Andy Parker is the Director of the Cambridge eScience Centre and a member of the Scientific Steering Committee of CancerGrid

Andy Parker is a Professor of High Energy Physics, with over 100 publications on aspects of particle physics. His current research interests involve experiments to reveal new physics such as extra space dimensions and quantum-sized black holes.

As Director of the Cambridge eScience Centre, he is responsible for grid computing initiatives across the University, covering a wide variety of projects in life sciences, earth sciences, medicine, chemistry and engineering, all requiring the sharing of large computational and data resources. He sits on the Management Committees of the National Institute of Environmental eScience, the Cambridge Computational Biology Institute, the Cambridge-Cranfield High Performance Computing Facility, and the CamGrid project.

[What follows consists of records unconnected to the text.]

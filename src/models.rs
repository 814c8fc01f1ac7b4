use chrono::NaiveDate;
use serde::{Deserialize, Serialize};

/// One daily OHLCV bar.
#[derive(Debug, Clone, PartialEq, Serialize, Deserialize)]
pub struct Candle {
    pub date: NaiveDate,
    pub open: f64,
    pub high: f64,
    pub low: f64,
    pub close: f64,
    pub volume: f64,
}

/// Daily bars for a single ticker, ordered by date with no duplicate dates.
#[derive(Debug, Clone, PartialEq, Serialize, Deserialize)]
pub struct PriceSeries {
    pub ticker: String,
    candles: Vec<Candle>,
}

impl PriceSeries {
    /// Builds a series, sorting by date and keeping the last bar seen for any repeated date.
    pub fn new(ticker: impl Into<String>, mut candles: Vec<Candle>) -> Self {
        candles.sort_by(|a, b| a.date.cmp(&b.date));
        let mut deduped: Vec<Candle> = Vec::with_capacity(candles.len());
        for candle in candles {
            match deduped.last_mut() {
                Some(last) if last.date == candle.date => *last = candle,
                _ => deduped.push(candle),
            }
        }
        Self {
            ticker: ticker.into(),
            candles: deduped,
        }
    }

    pub fn candles(&self) -> &[Candle] {
        &self.candles
    }

    pub fn len(&self) -> usize {
        self.candles.len()
    }

    pub fn is_empty(&self) -> bool {
        self.candles.is_empty()
    }

    pub fn first_date(&self) -> Option<NaiveDate> {
        self.candles.first().map(|c| c.date)
    }

    pub fn last_date(&self) -> Option<NaiveDate> {
        self.candles.last().map(|c| c.date)
    }

    pub fn dates(&self) -> Vec<NaiveDate> {
        self.candles.iter().map(|c| c.date).collect()
    }

    pub fn opens(&self) -> Vec<f64> {
        self.candles.iter().map(|c| c.open).collect()
    }

    pub fn highs(&self) -> Vec<f64> {
        self.candles.iter().map(|c| c.high).collect()
    }

    pub fn lows(&self) -> Vec<f64> {
        self.candles.iter().map(|c| c.low).collect()
    }

    pub fn closes(&self) -> Vec<f64> {
        self.candles.iter().map(|c| c.close).collect()
    }

    pub fn volumes(&self) -> Vec<f64> {
        self.candles.iter().map(|c| c.volume).collect()
    }

    /// Returns the bars dated within `start..=end`.
    pub fn within(&self, start: NaiveDate, end: NaiveDate) -> PriceSeries {
        let candles = self
            .candles
            .iter()
            .filter(|c| c.date >= start && c.date <= end)
            .cloned()
            .collect();
        PriceSeries {
            ticker: self.ticker.clone(),
            candles,
        }
    }
}

/// Per-ticker outcome collected into the run summary.
#[derive(Debug, Clone, PartialEq, Serialize, Deserialize)]
#[serde(rename_all = "camelCase")]
pub struct ForecastRecord {
    pub ticker: String,
    pub rmse: f64,
    pub r2: f64,
    pub next_price: f64,
    pub forecast_date: NaiveDate,
}
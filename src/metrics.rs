use serde::Serialize;
use statrs::statistics::Statistics;

use crate::error::{PipelineError, PipelineResult};

/// Held-out accuracy of a fitted model.
#[derive(Debug, Clone, Copy, PartialEq, Serialize)]
pub struct EvaluationMetrics {
    pub mse: f64,
    pub rmse: f64,
    pub mae: f64,
    pub r2: f64,
}

pub struct MetricsCalculator;

impl MetricsCalculator {
    /// Scores `predicted` against `actual`. When the actuals are constant the
    /// coefficient of determination is 1.0 for an exact fit and 0.0 otherwise.
    pub fn evaluate(actual: &[f64], predicted: &[f64]) -> PipelineResult<EvaluationMetrics> {
        if actual.is_empty() {
            return Err(PipelineError::DegenerateSplit { rows: 0 });
        }
        if actual.len() != predicted.len() {
            return Err(PipelineError::InvalidConfig(format!(
                "{} actual values but {} predictions",
                actual.len(),
                predicted.len()
            )));
        }

        let n = actual.len() as f64;
        let (sse, sae) = actual
            .iter()
            .zip(predicted.iter())
            .fold((0.0, 0.0), |(sq, abs), (a, p)| {
                let err = a - p;
                (sq + err * err, abs + err.abs())
            });
        let mse = sse / n;

        Ok(EvaluationMetrics {
            mse,
            rmse: mse.sqrt(),
            mae: sae / n,
            r2: Self::r_squared(actual, sse),
        })
    }

    fn r_squared(actual: &[f64], sse: f64) -> f64 {
        let mean = actual.iter().mean();
        let sst: f64 = actual.iter().map(|a| (a - mean).powi(2)).sum();
        if sst > 0.0 {
            1.0 - sse / sst
        } else if sse == 0.0 {
            1.0
        } else {
            0.0
        }
    }
}
pub mod export_prices;
pub mod forecast;
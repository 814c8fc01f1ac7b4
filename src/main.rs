use anyhow::Result;
use chrono::NaiveDate;
use clap::{Parser, Subcommand};
use log::info;
use pricecast::{
    commands::{export_prices, forecast},
    config::{parse_date, EnvSettings},
};
use std::path::PathBuf;

#[derive(Parser)]
#[command(name = "pricecast")]
#[command(about = "Per-ticker random-forest price forecasting from daily OHLCV history")]
struct Cli {
    #[command(subcommand)]
    command: Commands,
}

#[derive(Subcommand)]
enum Commands {
    /// Train, evaluate and forecast the next close for each ticker
    Forecast {
        /// Comma or space separated ticker symbols
        #[arg(required = true, num_args = 1..)]
        tickers: Vec<String>,
        /// First date of history to fetch (YYYY-MM-DD, defaults to 5 years before the end)
        #[arg(long, value_parser = parse_cli_date)]
        start: Option<NaiveDate>,
        /// Last date of history to fetch, inclusive (YYYY-MM-DD, defaults to today)
        #[arg(long, value_parser = parse_cli_date)]
        end: Option<NaiveDate>,
        /// Trading days ahead to predict
        #[arg(long)]
        horizon: Option<usize>,
        /// Fraction of usable rows held out for testing (0..1)
        #[arg(long)]
        test_ratio: Option<f64>,
        /// Number of trees in the forest
        #[arg(long)]
        trees: Option<usize>,
        /// Random seed for bootstrap sampling
        #[arg(long)]
        seed: Option<u64>,
        /// Maximum tree depth (unlimited when omitted)
        #[arg(long)]
        max_depth: Option<usize>,
        /// Minimum rows required to split a node
        #[arg(long)]
        min_samples_split: Option<usize>,
        /// Minimum rows in each leaf
        #[arg(long)]
        min_samples_leaf: Option<usize>,
        /// Directory for the HTML charts (defaults to the system temp directory)
        #[arg(long, value_name = "DIR")]
        chart_dir: Option<PathBuf>,
        /// Read prices from a snapshot written by export-prices instead of the network
        #[arg(long = "data-file", value_name = "PATH")]
        data_file: Option<PathBuf>,
        /// Use only price and lag features
        #[arg(long)]
        without_indicators: bool,
    },
    /// Fetch price history and write an offline snapshot
    ExportPrices {
        /// Comma or space separated ticker symbols
        #[arg(required = true, num_args = 1..)]
        tickers: Vec<String>,
        /// Destination file for the snapshot
        #[arg(short, long = "output", value_name = "PATH")]
        output: PathBuf,
        #[arg(long, value_parser = parse_cli_date)]
        start: Option<NaiveDate>,
        #[arg(long, value_parser = parse_cli_date)]
        end: Option<NaiveDate>,
    },
}

fn parse_cli_date(raw: &str) -> std::result::Result<NaiveDate, String> {
    parse_date(raw).map_err(|err| err.to_string())
}

#[tokio::main]
async fn main() -> Result<()> {
    let cli = Cli::parse();
    env_logger::Builder::from_env(env_logger::Env::default().default_filter_or("info")).init();

    info!("Starting pricecast. Forecasts are not financial advice.");
    let settings = EnvSettings::from_env()?;

    match cli.command {
        Commands::Forecast {
            tickers,
            start,
            end,
            horizon,
            test_ratio,
            trees,
            seed,
            max_depth,
            min_samples_split,
            min_samples_leaf,
            chart_dir,
            data_file,
            without_indicators,
        } => {
            let options = forecast::ForecastOptions {
                tickers,
                start,
                end,
                horizon,
                test_ratio,
                trees,
                seed,
                max_depth,
                min_samples_split,
                min_samples_leaf,
                chart_dir,
                data_file,
                without_indicators,
            };
            forecast::run(options, &settings).await?;
        }
        Commands::ExportPrices {
            tickers,
            output,
            start,
            end,
        } => {
            export_prices::run(&tickers, start, end, &output, &settings).await?;
        }
    }

    Ok(())
}
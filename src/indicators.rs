//! Technical indicators aligned to the input series.
//!
//! Every function returns one value per input element. Positions whose look-back
//! window is not yet satisfied hold `f64::NAN`, and each value depends only on
//! inputs at or before its own index.

use crate::models::PriceSeries;

pub const SMA_SHORT: usize = 10;
pub const SMA_LONG: usize = 20;
pub const EMA_SHORT: usize = 10;
pub const EMA_LONG: usize = 20;
pub const RSI_PERIOD: usize = 14;
pub const MACD_FAST: usize = 12;
pub const MACD_SLOW: usize = 26;
pub const MACD_SIGNAL: usize = 9;
pub const BOLLINGER_PERIOD: usize = 20;
pub const BOLLINGER_STD_DEV: f64 = 2.0;
pub const ATR_PERIOD: usize = 14;

pub const INDICATOR_COLUMNS: [&str; 12] = [
    "sma_10",
    "sma_20",
    "ema_10",
    "ema_20",
    "rsi_14",
    "macd",
    "macd_signal",
    "macd_diff",
    "bb_upper_20",
    "bb_lower_20",
    "atr_14",
    "obv",
];

/// Computes every indicator column for the series, in `INDICATOR_COLUMNS` order.
pub fn indicator_columns(series: &PriceSeries) -> Vec<(&'static str, Vec<f64>)> {
    let highs = series.highs();
    let lows = series.lows();
    let closes = series.closes();
    let volumes = series.volumes();

    let (macd_line, signal_line, histogram) =
        calculate_macd(&closes, MACD_FAST, MACD_SLOW, MACD_SIGNAL);
    let bands = calculate_bollinger_bands(&closes, BOLLINGER_PERIOD, BOLLINGER_STD_DEV);

    let columns = vec![
        ("sma_10", calculate_sma(&closes, SMA_SHORT)),
        ("sma_20", calculate_sma(&closes, SMA_LONG)),
        ("ema_10", calculate_ema(&closes, EMA_SHORT)),
        ("ema_20", calculate_ema(&closes, EMA_LONG)),
        ("rsi_14", calculate_rsi(&closes, RSI_PERIOD)),
        ("macd", macd_line),
        ("macd_signal", signal_line),
        ("macd_diff", histogram),
        ("bb_upper_20", bands.upper),
        ("bb_lower_20", bands.lower),
        ("atr_14", calculate_atr(&highs, &lows, &closes, ATR_PERIOD)),
        ("obv", calculate_obv(&closes, &volumes)),
    ];
    debug_assert!(columns
        .iter()
        .map(|(name, _)| *name)
        .eq(INDICATOR_COLUMNS.iter().copied()));
    columns
}

pub fn calculate_sma(prices: &[f64], period: usize) -> Vec<f64> {
    let mut sma_values = vec![f64::NAN; prices.len()];
    if period == 0 || prices.len() < period {
        return sma_values;
    }

    let mut window_sum: f64 = prices[..period].iter().sum();
    sma_values[period - 1] = window_sum / period as f64;
    for i in period..prices.len() {
        window_sum += prices[i] - prices[i - period];
        sma_values[i] = window_sum / period as f64;
    }

    sma_values
}

/// Recursive EMA seeded with the first finite input; values before `period`
/// observations have accumulated are NaN.
pub fn calculate_ema(prices: &[f64], period: usize) -> Vec<f64> {
    let mut ema_values = vec![f64::NAN; prices.len()];
    if period == 0 {
        return ema_values;
    }
    let Some(first) = prices.iter().position(|value| value.is_finite()) else {
        return ema_values;
    };

    let multiplier = 2.0 / (period as f64 + 1.0);
    let mut ema = prices[first];
    for (observed, i) in (first..prices.len()).enumerate() {
        if observed > 0 {
            ema = (prices[i] * multiplier) + (ema * (1.0 - multiplier));
        }
        if observed + 1 >= period {
            ema_values[i] = ema;
        }
    }

    ema_values
}

pub fn calculate_macd(
    prices: &[f64],
    fast_period: usize,
    slow_period: usize,
    signal_period: usize,
) -> (Vec<f64>, Vec<f64>, Vec<f64>) {
    let fast_ema = calculate_ema(prices, fast_period);
    let slow_ema = calculate_ema(prices, slow_period);

    let macd_line: Vec<f64> = fast_ema
        .iter()
        .zip(slow_ema.iter())
        .map(|(fast, slow)| fast - slow)
        .collect();

    let signal_line = calculate_ema(&macd_line, signal_period);

    let histogram = macd_line
        .iter()
        .zip(signal_line.iter())
        .map(|(macd, signal)| macd - signal)
        .collect();

    (macd_line, signal_line, histogram)
}

fn rsi_from_avgs(avg_gain: f64, avg_loss: f64) -> f64 {
    if avg_loss == 0.0 && avg_gain == 0.0 {
        50.0
    } else if avg_loss == 0.0 {
        100.0
    } else if avg_gain == 0.0 {
        0.0
    } else {
        let rs = avg_gain / avg_loss;
        100.0 - 100.0 / (1.0 + rs)
    }
}

/// Wilder RSI. The first value appears at index `period`.
pub fn calculate_rsi(prices: &[f64], period: usize) -> Vec<f64> {
    let mut rsi_values = vec![f64::NAN; prices.len()];
    if period == 0 || prices.len() < period + 1 {
        return rsi_values;
    }

    let mut sum_gain = 0.0f64;
    let mut sum_loss = 0.0f64;
    for i in 1..=period {
        let delta = prices[i] - prices[i - 1];
        if delta >= 0.0 {
            sum_gain += delta;
        } else {
            sum_loss += -delta;
        }
    }

    let mut avg_gain = sum_gain / period as f64;
    let mut avg_loss = sum_loss / period as f64;
    rsi_values[period] = rsi_from_avgs(avg_gain, avg_loss);

    for i in (period + 1)..prices.len() {
        let delta = prices[i] - prices[i - 1];
        let gain = if delta > 0.0 { delta } else { 0.0 };
        let loss = if delta < 0.0 { -delta } else { 0.0 };
        avg_gain = (avg_gain * (period as f64 - 1.0) + gain) / period as f64;
        avg_loss = (avg_loss * (period as f64 - 1.0) + loss) / period as f64;
        rsi_values[i] = rsi_from_avgs(avg_gain, avg_loss);
    }

    rsi_values
}

pub struct BollingerBands {
    pub upper: Vec<f64>,
    pub middle: Vec<f64>,
    pub lower: Vec<f64>,
}

/// Bands at `std_dev` population standard deviations around the SMA.
pub fn calculate_bollinger_bands(prices: &[f64], period: usize, std_dev: f64) -> BollingerBands {
    let middle = calculate_sma(prices, period);
    let mut upper = vec![f64::NAN; prices.len()];
    let mut lower = vec![f64::NAN; prices.len()];
    if period == 0 || prices.len() < period {
        return BollingerBands {
            upper,
            middle,
            lower,
        };
    }

    for i in (period - 1)..prices.len() {
        let window_start = i + 1 - period;
        let slice = &prices[window_start..=i];
        let mean = middle[i];
        let variance = slice.iter().map(|&val| (val - mean).powi(2)).sum::<f64>() / period as f64;
        let standard_deviation = variance.sqrt();

        upper[i] = mean + (std_dev * standard_deviation);
        lower[i] = mean - (std_dev * standard_deviation);
    }

    BollingerBands {
        upper,
        middle,
        lower,
    }
}

/// Wilder ATR, first defined at index `period`.
pub fn calculate_atr(highs: &[f64], lows: &[f64], closes: &[f64], period: usize) -> Vec<f64> {
    let n = closes.len();
    let mut atr = vec![f64::NAN; n];
    if period == 0 || n <= period {
        return atr;
    }

    let mut tr_sum = 0.0f64;
    for i in 1..n {
        let prev_close = closes[i - 1];
        let tr = (highs[i] - lows[i])
            .max((highs[i] - prev_close).abs())
            .max((lows[i] - prev_close).abs());

        if i <= period {
            tr_sum += tr;
            if i == period {
                atr[i] = tr_sum / period as f64;
            }
        } else {
            atr[i] = ((atr[i - 1] * (period as f64 - 1.0)) + tr) / period as f64;
        }
    }

    atr
}

pub fn calculate_obv(closes: &[f64], volumes: &[f64]) -> Vec<f64> {
    let mut obv_values = vec![0.0; closes.len()];
    for i in 1..closes.len() {
        if closes[i] > closes[i - 1] {
            obv_values[i] = obv_values[i - 1] + volumes[i];
        } else if closes[i] < closes[i - 1] {
            obv_values[i] = obv_values[i - 1] - volumes[i];
        } else {
            obv_values[i] = obv_values[i - 1];
        }
    }
    obv_values
}
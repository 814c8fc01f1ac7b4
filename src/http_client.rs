use anyhow::{Context, Result};
use reqwest::header::{HeaderMap, HeaderValue, ACCEPT, USER_AGENT};
use reqwest::Certificate;
use std::env;
use std::fs;
use std::time::Duration;

const HTTP_CA_CERT_ENV: &str = "PRICECAST_HTTP_CA_CERT";
// The chart endpoint rejects requests without a browser-like agent.
const BROWSER_USER_AGENT: &str = "Mozilla/5.0 (compatible; pricecast)";

fn env_path(name: &str) -> Option<String> {
    env::var(name)
        .ok()
        .map(|value| value.trim().to_string())
        .filter(|value| !value.is_empty())
}

fn load_ca_certificate() -> Result<Option<Certificate>> {
    let Some(path) = env_path(HTTP_CA_CERT_ENV) else {
        return Ok(None);
    };
    let pem = fs::read(&path)
        .with_context(|| format!("failed to read CA certificate from {}", path))?;
    let certificate = Certificate::from_pem(&pem)
        .with_context(|| format!("failed to parse CA certificate from {}", path))?;
    Ok(Some(certificate))
}

pub fn build_async_client(timeout: Option<Duration>) -> Result<reqwest::Client> {
    let mut headers = HeaderMap::new();
    headers.insert(USER_AGENT, HeaderValue::from_static(BROWSER_USER_AGENT));
    headers.insert(ACCEPT, HeaderValue::from_static("application/json"));

    let mut builder = reqwest::Client::builder().default_headers(headers);
    if let Some(timeout) = timeout {
        builder = builder.timeout(timeout);
    }
    if let Some(certificate) = load_ca_certificate()? {
        builder = builder.add_root_certificate(certificate);
    }
    builder.build().context("failed to build HTTP client")
}
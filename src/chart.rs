use anyhow::{bail, Context, Result};
use chrono::NaiveDate;
use std::fmt::Write;
use std::fs;
use std::path::{Path, PathBuf};
use uuid::Uuid;

use crate::metrics::EvaluationMetrics;

const CHART_WIDTH: f64 = 960.0;
const CHART_HEIGHT: f64 = 420.0;
const MARGIN_LEFT: f64 = 72.0;
const MARGIN_RIGHT: f64 = 24.0;
const MARGIN_TOP: f64 = 24.0;
const MARGIN_BOTTOM: f64 = 56.0;
const Y_TICKS: usize = 5;
const X_TICKS: usize = 6;
const ACTUAL_COLOR: &str = "#1f77b4";
const PREDICTED_COLOR: &str = "#ff7f0e";

/// Test-period actual vs. predicted closes for one ticker.
pub struct ChartInput<'a> {
    pub ticker: &'a str,
    pub dates: &'a [NaiveDate],
    pub actual: &'a [f64],
    pub predicted: &'a [f64],
    pub metrics: &'a EvaluationMetrics,
}

pub fn write_forecast_chart(chart_dir: &Path, input: &ChartInput<'_>) -> Result<PathBuf> {
    let html = render_forecast_chart_html(input)?;
    fs::create_dir_all(chart_dir)
        .with_context(|| format!("Failed to create chart directory {}", chart_dir.display()))?;
    let safe_name: String = input
        .ticker
        .chars()
        .map(|c| if c.is_ascii_alphanumeric() { c } else { '_' })
        .collect();
    let output_path = chart_dir.join(format!("{}_forecast_{}.html", safe_name, Uuid::new_v4()));
    fs::write(&output_path, html)
        .with_context(|| format!("Failed to write chart {}", output_path.display()))?;
    Ok(output_path)
}

fn escape_html(value: &str) -> String {
    let mut escaped = String::with_capacity(value.len());
    for c in value.chars() {
        match c {
            '&' => escaped.push_str("&amp;"),
            '<' => escaped.push_str("&lt;"),
            '>' => escaped.push_str("&gt;"),
            '"' => escaped.push_str("&quot;"),
            '\'' => escaped.push_str("&#39;"),
            _ => escaped.push(c),
        }
    }
    escaped
}

pub fn render_forecast_chart_html(input: &ChartInput<'_>) -> Result<String> {
    let n = input.dates.len();
    if n == 0 {
        bail!("No test rows to chart for {}", input.ticker);
    }
    if input.actual.len() != n || input.predicted.len() != n {
        bail!(
            "Chart series lengths differ for {} (dates={}, actual={}, predicted={})",
            input.ticker,
            n,
            input.actual.len(),
            input.predicted.len()
        );
    }

    let ticker = escape_html(input.ticker);
    let mut html = String::new();
    html.push_str("<!DOCTYPE html><html lang=\"en\"><head><meta charset=\"utf-8\">");
    let _ = write!(&mut html, "<title>{} forecast</title>", ticker);
    html.push_str("<style>body{font-family:Arial,Helvetica,sans-serif;margin:24px;color:#111;}h1{margin-bottom:8px;} .summary-grid{display:flex;gap:16px;flex-wrap:wrap;margin:8px 0 16px;} .summary-card{border:1px solid #d0d0d0;border-radius:6px;padding:12px 16px;min-width:140px;} .summary-label{font-size:12px;color:#555;text-transform:uppercase;letter-spacing:0.05em;} .summary-value{font-size:18px;font-weight:600;color:#111;} svg text{font-size:12px;fill:#333;}</style></head><body>");
    let _ = write!(
        &mut html,
        "<h1>{}: actual vs. predicted close</h1>",
        ticker
    );
    html.push_str("<div class=\"summary-grid\">");
    for (label, value) in [
        ("Test rows", n.to_string()),
        (
            "Date range",
            format!("{} - {}", input.dates[0], input.dates[n - 1]),
        ),
        ("RMSE", format!("{:.4}", input.metrics.rmse)),
        ("MAE", format!("{:.4}", input.metrics.mae)),
        ("R\u{b2}", format!("{:.4}", input.metrics.r2)),
    ] {
        let _ = write!(
            &mut html,
            "<div class=\"summary-card\"><div class=\"summary-label\">{}</div><div class=\"summary-value\">{}</div></div>",
            label, value
        );
    }
    html.push_str("</div>");
    write_svg(&mut html, input);
    html.push_str("</body></html>");
    Ok(html)
}

fn write_svg(html: &mut String, input: &ChartInput<'_>) {
    let n = input.dates.len();
    let plot_width = CHART_WIDTH - MARGIN_LEFT - MARGIN_RIGHT;
    let plot_height = CHART_HEIGHT - MARGIN_TOP - MARGIN_BOTTOM;

    let (mut lo, mut hi) = input
        .actual
        .iter()
        .chain(input.predicted.iter())
        .filter(|v| v.is_finite())
        .fold((f64::INFINITY, f64::NEG_INFINITY), |(lo, hi), v| {
            (lo.min(*v), hi.max(*v))
        });
    if !lo.is_finite() || !hi.is_finite() {
        lo = 0.0;
        hi = 1.0;
    }
    if hi - lo < 1e-9 {
        lo -= 1.0;
        hi += 1.0;
    }
    let pad = (hi - lo) * 0.05;
    lo -= pad;
    hi += pad;

    let x_at = |idx: usize| -> f64 {
        if n > 1 {
            MARGIN_LEFT + plot_width * idx as f64 / (n - 1) as f64
        } else {
            MARGIN_LEFT + plot_width / 2.0
        }
    };
    let y_at = |value: f64| -> f64 { MARGIN_TOP + plot_height * (hi - value) / (hi - lo) };

    let _ = write!(
        html,
        "<svg xmlns=\"http://www.w3.org/2000/svg\" width=\"{w}\" height=\"{h}\" viewBox=\"0 0 {w} {h}\">",
        w = CHART_WIDTH,
        h = CHART_HEIGHT
    );
    let _ = write!(
        html,
        "<rect x=\"{:.1}\" y=\"{:.1}\" width=\"{:.1}\" height=\"{:.1}\" fill=\"#fff\" stroke=\"#d0d0d0\"/>",
        MARGIN_LEFT, MARGIN_TOP, plot_width, plot_height
    );

    for tick in 0..=Y_TICKS {
        let value = lo + (hi - lo) * tick as f64 / Y_TICKS as f64;
        let y = y_at(value);
        let _ = write!(
            html,
            "<line x1=\"{:.1}\" y1=\"{y:.1}\" x2=\"{:.1}\" y2=\"{y:.1}\" stroke=\"#eee\"/><text x=\"{:.1}\" y=\"{:.1}\" text-anchor=\"end\">{:.2}</text>",
            MARGIN_LEFT,
            MARGIN_LEFT + plot_width,
            MARGIN_LEFT - 6.0,
            y + 4.0,
            value
        );
    }

    let x_ticks = X_TICKS.min(n);
    for tick in 0..x_ticks {
        let idx = if x_ticks > 1 {
            tick * (n - 1) / (x_ticks - 1)
        } else {
            0
        };
        let _ = write!(
            html,
            "<text x=\"{:.1}\" y=\"{:.1}\" text-anchor=\"middle\">{}</text>",
            x_at(idx),
            MARGIN_TOP + plot_height + 18.0,
            input.dates[idx]
        );
    }
    let _ = write!(
        html,
        "<text x=\"{:.1}\" y=\"{:.1}\" text-anchor=\"middle\">Date</text><text x=\"16\" y=\"{:.1}\" text-anchor=\"middle\" transform=\"rotate(-90 16 {:.1})\">Close</text>",
        MARGIN_LEFT + plot_width / 2.0,
        CHART_HEIGHT - 12.0,
        MARGIN_TOP + plot_height / 2.0,
        MARGIN_TOP + plot_height / 2.0
    );

    for (values, color, dash) in [
        (input.actual, ACTUAL_COLOR, ""),
        (input.predicted, PREDICTED_COLOR, " stroke-dasharray=\"6 4\""),
    ] {
        let points: Vec<String> = values
            .iter()
            .enumerate()
            .filter(|(_, v)| v.is_finite())
            .map(|(idx, v)| format!("{:.1},{:.1}", x_at(idx), y_at(*v)))
            .collect();
        let _ = write!(
            html,
            "<polyline fill=\"none\" stroke=\"{}\" stroke-width=\"2\"{} points=\"{}\"/>",
            color,
            dash,
            points.join(" ")
        );
    }

    let legend_x = MARGIN_LEFT + 12.0;
    let legend_y = MARGIN_TOP + 16.0;
    for (offset, (label, color)) in [("Actual", ACTUAL_COLOR), ("Predicted", PREDICTED_COLOR)]
        .iter()
        .enumerate()
    {
        let y = legend_y + offset as f64 * 18.0;
        let _ = write!(
            html,
            "<line x1=\"{:.1}\" y1=\"{y:.1}\" x2=\"{:.1}\" y2=\"{y:.1}\" stroke=\"{}\" stroke-width=\"3\"/><text x=\"{:.1}\" y=\"{:.1}\">{}</text>",
            legend_x,
            legend_x + 24.0,
            color,
            legend_x + 30.0,
            y + 4.0,
            label
        );
    }
    html.push_str("</svg>");
}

He has been a leader of the ATLAS experiment for the Large Hadron Collider, due to begin operations at CERN in Geneva in 2007. This machine will be the most powerful particle accelerator ever constructed, and will generate a Petabyte of data each year, to be analysed by the 150 collaborating institutes. As a member of the ATLAS Executive Board, Prof Parker was for 6 years the Project Leader for the ATLAS Inner Detector, the most complex tracking detector constructed at CERN to date, with overall responsibility for all aspects of its design and construction, including its software systems. The construction team contained over 50 partners worldwide, with extensive use of collaborative tools, especially video conferencing technologies.

Prior to this, Prof Parker was a CERN Fellow and Staff member, and was Software Coordinator for several CERN experiments. He has long experience of distributed computing. He was responsible for all aspects of the software of the UA2 experiment at the CERN proton-antiproton collider in the 1980s, and was at the time the highest rate and data volume accelerator.

He holds a PhD from the University of London, and an MA from Oxford. He is a Professorial Fellow at Peterhouse, Cambridge. He was awarded the Pilkington Prize for excellence in teaching in 1997.